** Opening DATA TO PROCESS block **

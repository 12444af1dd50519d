//! Airspace warnings: which airspace bands contain the aircraft

use std::sync::Arc;

use parking_lot::RwLock;
use tracing::{debug, info};

use super::store::{DataStore, field_f64};
use crate::blackboard::SensorState;

/// Vertical extent of one airspace, from a `name,floor,ceiling` record
#[derive(Debug, Clone, PartialEq)]
struct Band {
    name: String,
    floor: f64,
    ceiling: f64,
}

#[derive(Debug)]
pub struct AirspaceWarnings {
    airspaces: Arc<DataStore>,
    bands: RwLock<Vec<Band>>,
    inside: RwLock<Vec<String>>,
}

impl AirspaceWarnings {
    pub fn new(airspaces: Arc<DataStore>) -> Self {
        debug!("AirspaceWarnings::new: called");
        Self {
            airspaces,
            bands: RwLock::new(Vec::new()),
            inside: RwLock::new(Vec::new()),
        }
    }

    /// Rebuild the band list from the store and evaluate `state`
    pub fn reset(&self, state: &SensorState) {
        let bands: Vec<Band> = self
            .airspaces
            .records()
            .iter()
            .filter_map(|r| {
                Some(Band {
                    name: r.first()?.clone(),
                    floor: field_f64(r, 1)?,
                    ceiling: field_f64(r, 2)?,
                })
            })
            .collect();
        info!(bands = bands.len(), "Airspace warnings reset");
        *self.bands.write() = bands;
        self.update(state);
    }

    /// Names of the airspaces containing the aircraft's altitude
    pub fn update(&self, state: &SensorState) -> Vec<String> {
        let inside: Vec<String> = if state.has_fix() {
            self.bands
                .read()
                .iter()
                .filter(|b| state.altitude >= b.floor && state.altitude <= b.ceiling)
                .map(|b| b.name.clone())
                .collect()
        } else {
            Vec::new()
        };

        let mut current = self.inside.write();
        if *current != inside {
            debug!(?inside, "AirspaceWarnings::update: warnings changed");
            current.clone_from(&inside);
        }
        inside
    }

    pub fn active(&self) -> Vec<String> {
        self.inside.read().clone()
    }

    pub fn clear(&self) {
        self.bands.write().clear();
        self.inside.write().clear();
    }
}
//! Outcome records for startup and shutdown steps

use std::fmt;
use std::time::{Duration, Instant};

use serde::Serialize;

/// Result of one lifecycle step
#[derive(Debug, Clone, PartialEq, Serialize)]
pub struct StepOutcome {
    pub step: String,
    pub ok: bool,
    pub error: Option<String>,
    #[serde(with = "millis")]
    pub elapsed: Duration,
}

impl StepOutcome {
    pub fn ok(step: impl Into<String>, elapsed: Duration) -> Self {
        Self {
            step: step.into(),
            ok: true,
            error: None,
            elapsed,
        }
    }

    pub fn failed(step: impl Into<String>, error: impl fmt::Display, elapsed: Duration) -> Self {
        Self {
            step: step.into(),
            ok: false,
            error: Some(error.to_string()),
            elapsed,
        }
    }

    /// Run `f` and record how it went
    pub fn record<E: fmt::Display>(step: impl Into<String>, f: impl FnOnce() -> Result<(), E>) -> Self {
        let start = Instant::now();
        match f() {
            Ok(()) => Self::ok(step, start.elapsed()),
            Err(e) => Self::failed(step, e, start.elapsed()),
        }
    }
}

impl fmt::Display for StepOutcome {
    fn fmt(&self, f: &mut fmt::Formatter<'_>) -> fmt::Result {
        match &self.error {
            None => write!(f, "{}: ok ({:?})", self.step, self.elapsed),
            Some(e) => write!(f, "{}: FAILED ({:?}): {}", self.step, self.elapsed, e),
        }
    }
}

/// Every shutdown step in the order it ran
#[derive(Debug, Clone, Default, Serialize)]
pub struct ShutdownReport {
    pub steps: Vec<StepOutcome>,
}

impl ShutdownReport {
    pub fn push(&mut self, outcome: StepOutcome) {
        if outcome.ok {
            tracing::debug!(step = %outcome.step, elapsed = ?outcome.elapsed, "Shutdown step complete");
        } else {
            tracing::error!(
                step = %outcome.step,
                error = outcome.error.as_deref().unwrap_or(""),
                "Shutdown step failed, continuing"
            );
        }
        self.steps.push(outcome);
    }

    pub fn extend(&mut self, outcomes: impl IntoIterator<Item = StepOutcome>) {
        for outcome in outcomes {
            self.push(outcome);
        }
    }

    pub fn is_clean(&self) -> bool {
        self.steps.iter().all(|s| s.ok)
    }

    pub fn failures(&self) -> impl Iterator<Item = &StepOutcome> {
        self.steps.iter().filter(|s| !s.ok)
    }

    pub fn step(&self, name: &str) -> Option<&StepOutcome> {
        self.steps.iter().find(|s| s.step == name)
    }
}

mod millis {
    use serde::Serializer;
    use std::time::Duration;

    pub fn serialize<S: Serializer>(d: &Duration, s: S) -> Result<S::Ok, S::Error> {
        s.serialize_u64(d.as_millis() as u64)
    }
}
impl fmt::Display for EntryState {
    fn fmt(&self, f: &mut fmt::Formatter<'_>) -> fmt::Result {
        let s = match self {
            Self::Pending => "pending",
            Self::Constructed => "constructed",
            Self::Ready => "ready",
            Self::Degraded => "degraded",
            Self::Failed => "failed",
            Self::Closed => "closed",
        };
        f.write_str(s)
    }
}

type Step<C> = Box<dyn FnMut(&mut C) -> Result<(), SubsystemError> + Send>;

/// One subsystem: identity, dependencies and lifecycle operations over context `C`
pub struct Entry<C> {
    id: String,
    deps: Vec<String>,
    construct: Step<C>,
    load: Option<Step<C>>,
    close: Step<C>,
    state: EntryState,
}

impl<C> Entry<C> {
    pub fn new(
        id: impl Into<String>,
        construct: impl FnMut(&mut C) -> Result<(), SubsystemError> + Send + 'static,
        close: impl FnMut(&mut C) -> Result<(), SubsystemError> + Send + 'static,
    ) -> Self {
        Self {
            id: id.into(),
            deps: Vec::new(),
            construct: Box::new(construct),
            load: None,
            close: Box::new(close),
            state: EntryState::Pending,
        }
    }

    pub fn depends_on<I, S>(mut self, deps: I) -> Self
    where
        I: IntoIterator<Item = S>,
        S: Into<String>,
    {
        self.deps.extend(deps.into_iter().map(Into::into));
        self
    }

    /// Data-population step run right after construction; failure degrades instead of aborting
    pub fn with_load(mut self, load: impl FnMut(&mut C) -> Result<(), SubsystemError> + Send + 'static) -> Self {
        self.load = Some(Box::new(load));
        self
    }

    pub fn id(&self) -> &str {
        &self.id
    }

    pub fn deps(&self) -> &[String] {
        &self.deps
    }

    pub fn state(&self) -> EntryState {
        self.state
    }
}

impl<C> fmt::Debug for Entry<C> {
    fn fmt(&self, f: &mut fmt::Formatter<'_>) -> fmt::Result {
        f.debug_struct("Entry")
            .field("id", &self.id)
            .field("deps", &self.deps)
            .field("state", &self.state)
            .finish()
    }
}
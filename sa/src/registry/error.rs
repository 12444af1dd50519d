//! Registry and subsystem errors

use std::io;
use std::path::PathBuf;

use thiserror::Error;
use workthread::WorkerError;

use super::EntryState;

/// Failure inside one subsystem's construct, load or close step
#[derive(Debug, Error)]
pub enum SubsystemError {
    #[error("{id}: required component '{component}' is not available")]
    Missing { id: String, component: &'static str },

    #[error("{id}: failed to read {path}: {source}")]
    Io {
        id: String,
        path: PathBuf,
        #[source]
        source: io::Error,
    },

    #[error("{id}: {reason}")]
    Failed { id: String, reason: String },

    #[error(transparent)]
    Worker(#[from] WorkerError),
}

impl SubsystemError {
    pub fn failed(id: impl Into<String>, reason: impl Into<String>) -> Self {
        Self::Failed {
            id: id.into(),
            reason: reason.into(),
        }
    }

    pub fn missing(id: impl Into<String>, component: &'static str) -> Self {
        Self::Missing { id: id.into(), component }
    }
}

/// Failure of the registry itself
#[derive(Debug, Error)]
pub enum SequenceError {
    #[error("duplicate subsystem id '{0}'")]
    DuplicateId(String),

    #[error("subsystem '{id}' depends on unknown subsystem '{dependency}'")]
    UnknownDependency { id: String, dependency: String },

    #[error("dependency cycle: {}", .0.join(" -> "))]
    Cycle(Vec<String>),

    #[error("subsystem '{id}' needs '{dependency}' which is {state}")]
    DependencyNotReady {
        id: String,
        dependency: String,
        state: EntryState,
    },

    #[error("subsystem '{id}' failed to construct")]
    Construct {
        id: String,
        #[source]
        source: SubsystemError,
    },

    #[error("registry already started (at '{id}')")]
    AlreadyStarted { id: String },
}
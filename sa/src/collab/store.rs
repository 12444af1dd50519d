//! File-backed data stores
//!
//! Every store reads a simple comma-separated record file. Blank lines and
//! lines starting with `#` are skipped. `load` and `close` are idempotent and
//! `close` is safe after a failed or partial load.

use std::fmt;
use std::fs;
use std::io::Write;
use std::path::{Path, PathBuf};
use std::sync::Arc;

use parking_lot::RwLock;
use serde::Serialize;
use tracing::{debug, info};

use crate::registry::SubsystemError;

/// Which data set a store holds
#[derive(Debug, Clone, Copy, PartialEq, Eq, Hash, Serialize)]
#[serde(rename_all = "kebab-case")]
pub enum StoreKind {
    Marks,
    Topology,
    Terrain,
    Waypoints,
    Weather,
    Airspaces,
}

impl StoreKind {
    pub fn id(self) -> &'static str {
        match self {
            Self::Marks => "marks",
            Self::Topology => "topology",
            Self::Terrain => "terrain",
            Self::Waypoints => "waypoints",
            Self::Weather => "weather",
            Self::Airspaces => "airspaces",
        }
    }
}

impl fmt::Display for StoreKind {
    fn fmt(&self, f: &mut fmt::Formatter<'_>) -> fmt::Result {
        f.write_str(self.id())
    }
}

/// Load status of a store
#[derive(Debug, Clone, Copy, PartialEq, Eq, Serialize)]
#[serde(rename_all = "kebab-case")]
pub enum StoreState {
    /// Constructed, load not attempted
    Empty,
    Loaded,
    /// Load attempted and failed; the store is usable but empty
    LoadFailed,
    Closed,
}

/// One parsed line
pub type Record = Vec<String>;

#[derive(Debug)]
struct StoreData {
    state: StoreState,
    records: Vec<Record>,
}

/// A data set loaded from one file
#[derive(Debug)]
pub struct DataStore {
    kind: StoreKind,
    path: PathBuf,
    /// Records of this store are presented after the overlay's
    overlay: Option<Arc<DataStore>>,
    data: RwLock<StoreData>,
}

impl DataStore {
    pub fn new(kind: StoreKind, path: impl Into<PathBuf>) -> Self {
        let path = path.into();
        debug!(%kind, ?path, "DataStore::new: called");
        Self {
            kind,
            path,
            overlay: None,
            data: RwLock::new(StoreData {
                state: StoreState::Empty,
                records: Vec::new(),
            }),
        }
    }

    /// A store whose records are presented together with `overlay`'s
    pub fn layered(kind: StoreKind, path: impl Into<PathBuf>, overlay: Arc<DataStore>) -> Self {
        Self {
            overlay: Some(overlay),
            ..Self::new(kind, path)
        }
    }

    pub fn kind(&self) -> StoreKind {
        self.kind
    }

    pub fn path(&self) -> &Path {
        &self.path
    }

    pub fn state(&self) -> StoreState {
        self.data.read().state
    }

    /// Load has been attempted, successfully or not
    pub fn is_populated(&self) -> bool {
        matches!(self.state(), StoreState::Loaded | StoreState::LoadFailed)
    }

    /// Read the backing file; a second call after success is a no-op
    pub fn load(&self) -> Result<usize, SubsystemError> {
        debug!(kind = %self.kind, path = ?self.path, "DataStore::load: called");
        let mut data = self.data.write();
        match data.state {
            StoreState::Loaded => return Ok(data.records.len()),
            StoreState::Closed => return Err(SubsystemError::failed(self.kind.id(), "store is closed")),
            StoreState::Empty | StoreState::LoadFailed => {}
        }

        let content = match fs::read_to_string(&self.path) {
            Ok(content) => content,
            Err(source) => {
                data.state = StoreState::LoadFailed;
                return Err(SubsystemError::Io {
                    id: self.kind.id().to_string(),
                    path: self.path.clone(),
                    source,
                });
            }
        };

        data.records = parse_records(&content);
        data.state = StoreState::Loaded;
        info!(kind = %self.kind, records = data.records.len(), "Store loaded");
        Ok(data.records.len())
    }

    /// Drop all records; safe in any state
    pub fn close(&self) {
        debug!(kind = %self.kind, "DataStore::close: called");
        let mut data = self.data.write();
        data.records.clear();
        data.state = StoreState::Closed;
    }

    /// Own records plus the overlay's
    pub fn len(&self) -> usize {
        self.data.read().records.len() + self.overlay.as_ref().map_or(0, |o| o.len())
    }

    pub fn is_empty(&self) -> bool {
        self.len() == 0
    }

    /// Snapshot of the overlay's records followed by this store's own
    pub fn records(&self) -> Vec<Record> {
        let mut out = self.overlay.as_ref().map(|o| o.records()).unwrap_or_default();
        out.extend(self.data.read().records.iter().cloned());
        out
    }

    /// Rewrite records in place
    pub fn update_records(&self, mut f: impl FnMut(&mut Record)) {
        let mut data = self.data.write();
        for record in data.records.iter_mut() {
            f(record);
        }
    }

    /// Add a record and append it to the backing file
    pub fn append(&self, record: Record) -> Result<(), SubsystemError> {
        debug!(kind = %self.kind, ?record, "DataStore::append: called");
        let mut data = self.data.write();
        if data.state == StoreState::Closed {
            return Err(SubsystemError::failed(self.kind.id(), "store is closed"));
        }

        let io_err = |source| SubsystemError::Io {
            id: self.kind.id().to_string(),
            path: self.path.clone(),
            source,
        };
        if let Some(parent) = self.path.parent() {
            fs::create_dir_all(parent).map_err(io_err)?;
        }
        let mut file = fs::OpenOptions::new()
            .create(true)
            .append(true)
            .open(&self.path)
            .map_err(io_err)?;
        writeln!(file, "{}", record.join(",")).map_err(io_err)?;

        data.records.push(record);
        Ok(())
    }
}

fn parse_records(content: &str) -> Vec<Record> {
    content
        .lines()
        .map(str::trim)
        .filter(|line| !line.is_empty() && !line.starts_with('#'))
        .map(|line| line.split(',').map(|f| f.trim().to_string()).collect())
        .collect()
}

/// Parse field `idx` of a record as a number
pub fn field_f64(record: &Record, idx: usize) -> Option<f64> {
    record.get(idx).and_then(|f| f.parse().ok())
}

/// Elevation of the terrain sample nearest to a position
///
/// Terrain records are `latitude,longitude,elevation`.
pub fn nearest_elevation(terrain: &DataStore, latitude: f64, longitude: f64) -> Option<f64> {
    terrain
        .records()
        .iter()
        .filter_map(|r| Some((field_f64(r, 0)?, field_f64(r, 1)?, field_f64(r, 2)?)))
        .map(|(lat, lon, elev)| ((lat - latitude).powi(2) + (lon - longitude).powi(2), elev))
        .min_by(|a, b| a.0.total_cmp(&b.0))
        .map(|(_, elev)| elev)
}
/// One iteration of the poll-loop, passed to the job
#[derive(Debug, Clone, Copy)]
pub struct Tick {
    /// 1-based iteration counter
    pub seq: u64,
    /// What released the bounded wait
    pub reason: TickReason,
}

/// Unit of work executed on the worker thread
pub trait Job: Send + 'static {
    fn run(&mut self, tick: &Tick);
}

impl<F> Job for F
where
    F: FnMut(&Tick) + Send + 'static,
{
    fn run(&mut self, tick: &Tick) {
        self(tick)
    }
}

/// Worker timing configuration
#[derive(Debug, Clone)]
pub struct WorkerConfig {
    /// Thread name, also used in log output
    pub name: String,
    /// Bounded wait on the wake trigger
    pub poll_interval: Duration,
    /// A join still pending after this long emits a warning
    pub join_warn_after: Duration,
}

impl WorkerConfig {
    pub fn new(name: impl Into<String>, poll_interval: Duration) -> Self {
        Self {
            name: name.into(),
            poll_interval,
            join_warn_after: poll_interval.saturating_mul(DEFAULT_JOIN_WARN_FACTOR),
        }
    }

    pub fn with_join_warn_after(mut self, join_warn_after: Duration) -> Self {
        self.join_warn_after = join_warn_after;
        self
    }
}

/// Triggers and counters shared between the owner and the worker thread
#[derive(Debug)]
struct Control {
    running: Trigger,
    wake: Trigger,
    stop: Trigger,
    finished: Trigger,
    ticks: AtomicU64,
}

impl Control {
    fn new(name: &str) -> Self {
        Self {
            running: Trigger::new(format!("{name}::running")),
            wake: Trigger::new(format!("{name}::wake")),
            stop: Trigger::new(format!("{name}::stop")),
            finished: Trigger::new(format!("{name}::finished")),
            ticks: AtomicU64::new(0),
        }
    }
}

/// Cloneable handle for delivering wake events to a worker from other threads
#[derive(Debug, Clone)]
pub struct Waker {
    control: Arc<Control>,
}

impl Waker {
    /// Signal that new work is ready
    pub fn wake(&self) {
        self.control.wake.trigger();
    }

    /// Peek at the pending wake state without consuming it
    pub fn is_triggered(&self) -> bool {
        self.control.wake.test()
    }
}

/// Sets the finished trigger when the thread leaves `run_loop`, panics included
struct FinishedGuard(Arc<Control>);

impl Drop for FinishedGuard {
    fn drop(&mut self) {
        self.0.finished.trigger();
    }
}

/// A long-lived thread running a cooperative poll-loop around a [`Job`]
pub struct Worker<J: Job> {
    config: WorkerConfig,
    control: Arc<Control>,
    job: Option<J>,
    handle: Option<JoinHandle<()>>,
    thread_id: Option<ThreadId>,
    state: WorkerState,
}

** Closing DATA TO PROCESS block **

EXERCISE REQUIREMENTS —
Beginning with the top line of the data above, output every line exactly until the one that contains "Vertical extent of", and include that one too.

RESULT OF THE EXERCISE —
repository 12444af1dd50519d
//! Airspace warnings: which airspace bands contain the aircraft

use std::sync::Arc;

use parking_lot::RwLock;
use tracing::{debug, info};

use super::store::{DataStore, field_f64};
use crate::blackboard::SensorState;

/// Vertical extent of one airspace, from a `name,floor,ceiling` record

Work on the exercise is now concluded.